**Stored data entries:**
--------

//! Auxiliary reward shaping.
//!
//! Shaping sits between the environment's raw reward and the clipping
//! stage of the preprocessor: an optional normalization against the
//! smallest positive reward seen during burn-in, and an optional
//! movement bonus that pays out when the current frame differs enough
//! from the recent wide history window. The movement threshold is
//! calibrated exactly once from burn-in statistics and never updated
//! afterwards.
use crate::{NetFrame, StackedState};
use anyhow::Result;
use ndarray::s;
use rand::Rng;
use serde::{Deserialize, Serialize};
use std::{
    fs::File,
    io::{BufReader, Write},
    path::Path,
};

/// Configuration of [`RewardShaper`].
#[derive(Debug, Deserialize, Serialize, PartialEq, Clone)]
pub struct RewardShaperConfig {
    /// Scales raw rewards by `2 / min_positive_burn_in_reward`.
    pub normalize_reward: bool,

    /// Enables the movement-based auxiliary bonus.
    pub movement_bonus: bool,

    /// Width of the movement history window in frames.
    pub movement_frames: usize,

    /// Bonus paid when the movement difference exceeds the calibrated
    /// threshold.
    pub movement_bonus_value: f32,

    /// Gates the bonus with a probability following the exploration
    /// epsilon schedule instead of applying it unconditionally.
    pub decay_gate: bool,
}

impl Default for RewardShaperConfig {
    fn default() -> Self {
        Self {
            normalize_reward: false,
            movement_bonus: false,
            movement_frames: 10,
            movement_bonus_value: 0.9,
            decay_gate: false,
        }
    }
}

impl RewardShaperConfig {
    /// Enables or disables burn-in reward normalization.
    pub fn normalize_reward(mut self, v: bool) -> Self {
        self.normalize_reward = v;
        self
    }

    /// Enables or disables the movement bonus.
    pub fn movement_bonus(mut self, v: bool) -> Self {
        self.movement_bonus = v;
        self
    }

    /// Sets the width of the movement history window.
    pub fn movement_frames(mut self, v: usize) -> Self {
        self.movement_frames = v;
        self
    }

    /// Sets the bonus value.
    pub fn movement_bonus_value(mut self, v: f32) -> Self {
        self.movement_bonus_value = v;
        self
    }

    /// Enables or disables epsilon-schedule gating of the bonus.
    pub fn decay_gate(mut self, v: bool) -> Self {
        self.decay_gate = v;
        self
    }

    /// Constructs [`RewardShaperConfig`] from YAML file.
    pub fn load(path: impl AsRef<Path>) -> Result<Self> {
        let file = File::open(path)?;
        let rdr = BufReader::new(file);
        let b = serde_yaml::from_reader(rdr)?;
        Ok(b)
    }

    /// Saves [`RewardShaperConfig`].
    pub fn save(&self, path: impl AsRef<Path>) -> Result<()> {
        let mut file = File::create(path)?;
        file.write_all(serde_yaml::to_string(&self)?.as_bytes())?;
        Ok(())
    }
}

/// Combines the raw reward with auxiliary shaping terms.
pub struct RewardShaper {
    config: RewardShaperConfig,
    num_actions: usize,
    burn_in_diffs: Vec<Vec<f32>>,
    threshold: Option<f32>,
    min_positive_reward: Option<f32>,
}

impl RewardShaper {
    /// Constructs a shaper from its configuration.
    pub fn build(config: &RewardShaperConfig, num_actions: usize) -> Self {
        Self {
            config: config.clone(),
            num_actions,
            burn_in_diffs: Vec::new(),
            threshold: None,
            min_positive_reward: None,
        }
    }

    /// Records burn-in statistics for one step: the per-channel movement
    /// difference of the wide window against the incoming frame, and the
    /// smallest positive raw reward seen so far.
    pub fn observe_burn_in(
        &mut self,
        mv_window: &StackedState,
        next_frame: &NetFrame,
        raw_reward: f32,
    ) {
        if raw_reward > 0.0 {
            self.min_positive_reward = Some(match self.min_positive_reward {
                Some(m) => m.min(raw_reward),
                None => raw_reward,
            });
        }
        if self.config.movement_bonus {
            self.burn_in_diffs.push(channel_diffs(mv_window, next_frame));
        }
    }

    /// One-shot threshold calibration from the recorded burn-in
    /// statistics.
    ///
    /// The threshold is the value at rank `n - n/num_actions` of the
    /// sorted per-step minima, i.e. roughly the top `1/num_actions`
    /// quantile of observed movement. Calling this again is a no-op; the
    /// threshold is deliberately never recalibrated.
    pub fn calibrate(&mut self) {
        if self.threshold.is_some() || self.burn_in_diffs.is_empty() {
            return;
        }
        let mut mins: Vec<f32> = self
            .burn_in_diffs
            .iter()
            .map(|d| d.iter().cloned().fold(f32::MAX, f32::min))
            .collect();
        mins.sort_by(f32::total_cmp);
        let k = mins.len() / self.num_actions;
        let ix = if k == 0 { 0 } else { mins.len() - k };
        self.threshold = Some(mins[ix]);
        self.burn_in_diffs.clear();
    }

    /// Whether the movement threshold has been calibrated.
    pub fn calibrated(&self) -> bool {
        self.threshold.is_some()
    }

    /// Movement bonus for the current step; zero when the bonus is
    /// disabled or not yet calibrated.
    pub fn movement_bonus(&self, mv_window: &StackedState, next_frame: &NetFrame) -> f32 {
        let threshold = match (self.config.movement_bonus, self.threshold) {
            (true, Some(t)) => t,
            _ => return 0.0,
        };
        let diffs = channel_diffs(mv_window, next_frame);
        let min_diff = diffs.iter().cloned().fold(f32::MAX, f32::min);
        if min_diff > threshold {
            self.config.movement_bonus_value
        } else {
            0.0
        }
    }

    /// Combines the raw reward with the movement bonus.
    ///
    /// `epsilon` is the current exploration probability; with `decay_gate`
    /// enabled the bonus is only added with that probability, so the
    /// shaping incentive fades together with exploration.
    pub fn shape(&self, raw_reward: f32, bonus: f32, epsilon: f64, rng: &mut impl Rng) -> f32 {
        let mut reward = if self.config.normalize_reward {
            match self.min_positive_reward {
                Some(m) => 2.0 * raw_reward / m,
                None => raw_reward,
            }
        } else {
            raw_reward
        };
        let gate = if self.config.decay_gate { epsilon } else { 1.0 };
        if rng.gen::<f64>() < gate {
            reward += bonus;
        }
        reward
    }
}

/// Mean absolute pixel difference between each frame of the window and
/// the incoming frame, one value per window channel.
fn channel_diffs(mv_window: &StackedState, next_frame: &NetFrame) -> Vec<f32> {
    let n = (next_frame.len() as f32).max(1.0);
    (0..mv_window.shape()[0])
        .map(|k| {
            let frame = mv_window.slice(s![k, .., ..]);
            (&frame - next_frame).mapv(f32::abs).sum() / n
        })
        .collect()
}

#[cfg(test)]
mod tests {
    use super::*;
    use ndarray::{Array2, Array3};
    use rand::{rngs::SmallRng, SeedableRng};

    fn window(v: f32) -> StackedState {
        Array3::from_elem((2, 2, 2), v)
    }

    fn frame(v: f32) -> NetFrame {
        Array2::from_elem((2, 2), v)
    }

    fn movement_config() -> RewardShaperConfig {
        RewardShaperConfig::default()
            .movement_bonus(true)
            .movement_frames(2)
    }

    #[test]
    fn test_channel_diffs() {
        let mut w = window(0.0);
        w.slice_mut(s![1, .., ..]).fill(0.5);
        let d = channel_diffs(&w, &frame(1.0));
        assert!((d[0] - 1.0).abs() < 1e-6);
        assert!((d[1] - 0.5).abs() < 1e-6);
    }

    #[test]
    fn test_one_shot_calibration_and_bonus() {
        let mut shaper = RewardShaper::build(&movement_config(), 2);
        for d in [0.0f32, 0.1, 0.2, 0.3] {
            shaper.observe_burn_in(&window(0.0), &frame(d), 0.0);
        }
        assert!(!shaper.calibrated());
        shaper.calibrate();
        assert!(shaper.calibrated());

        // Rank 4 - 4/2 = 2 of the sorted minima: threshold 0.2.
        assert_eq!(shaper.movement_bonus(&window(0.0), &frame(0.3)), 0.9);
        assert_eq!(shaper.movement_bonus(&window(0.0), &frame(0.15)), 0.0);

        // Recalibration attempts must not move the threshold.
        shaper.observe_burn_in(&window(0.0), &frame(100.0), 0.0);
        shaper.calibrate();
        assert_eq!(shaper.movement_bonus(&window(0.0), &frame(0.3)), 0.9);
    }

    #[test]
    fn test_bonus_zero_before_calibration() {
        let shaper = RewardShaper::build(&movement_config(), 2);
        assert_eq!(shaper.movement_bonus(&window(0.0), &frame(10.0)), 0.0);
    }

    #[test]
    fn test_normalization_by_burn_in_minimum() {
        let config = RewardShaperConfig::default().normalize_reward(true);
        let mut shaper = RewardShaper::build(&config, 2);
        let mut rng = SmallRng::seed_from_u64(0);
        shaper.observe_burn_in(&window(0.0), &frame(0.0), 4.0);
        shaper.observe_burn_in(&window(0.0), &frame(0.0), 8.0);
        let shaped = shaper.shape(2.0, 0.0, 1.0, &mut rng);
        assert!((shaped - 1.0).abs() < 1e-6);
    }

    #[test]
    fn test_decay_gate() {
        let config = movement_config().decay_gate(true);
        let shaper = RewardShaper::build(&config, 2);
        let mut rng = SmallRng::seed_from_u64(0);
        // Epsilon zero: bonus never applied.
        for _ in 0..50 {
            assert_eq!(shaper.shape(0.0, 0.9, 0.0, &mut rng), 0.0);
        }
        // Epsilon one: bonus always applied.
        for _ in 0..50 {
            assert!((shaper.shape(0.0, 0.9, 1.0, &mut rng) - 0.9).abs() < 1e-6);
        }
    }
}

--------

**YOUR INSTRUCTIONS:**
If a line contains the word "exploration", count it; give the total for the entries above and nothing else.

**FINISHED EXERCISE:**
3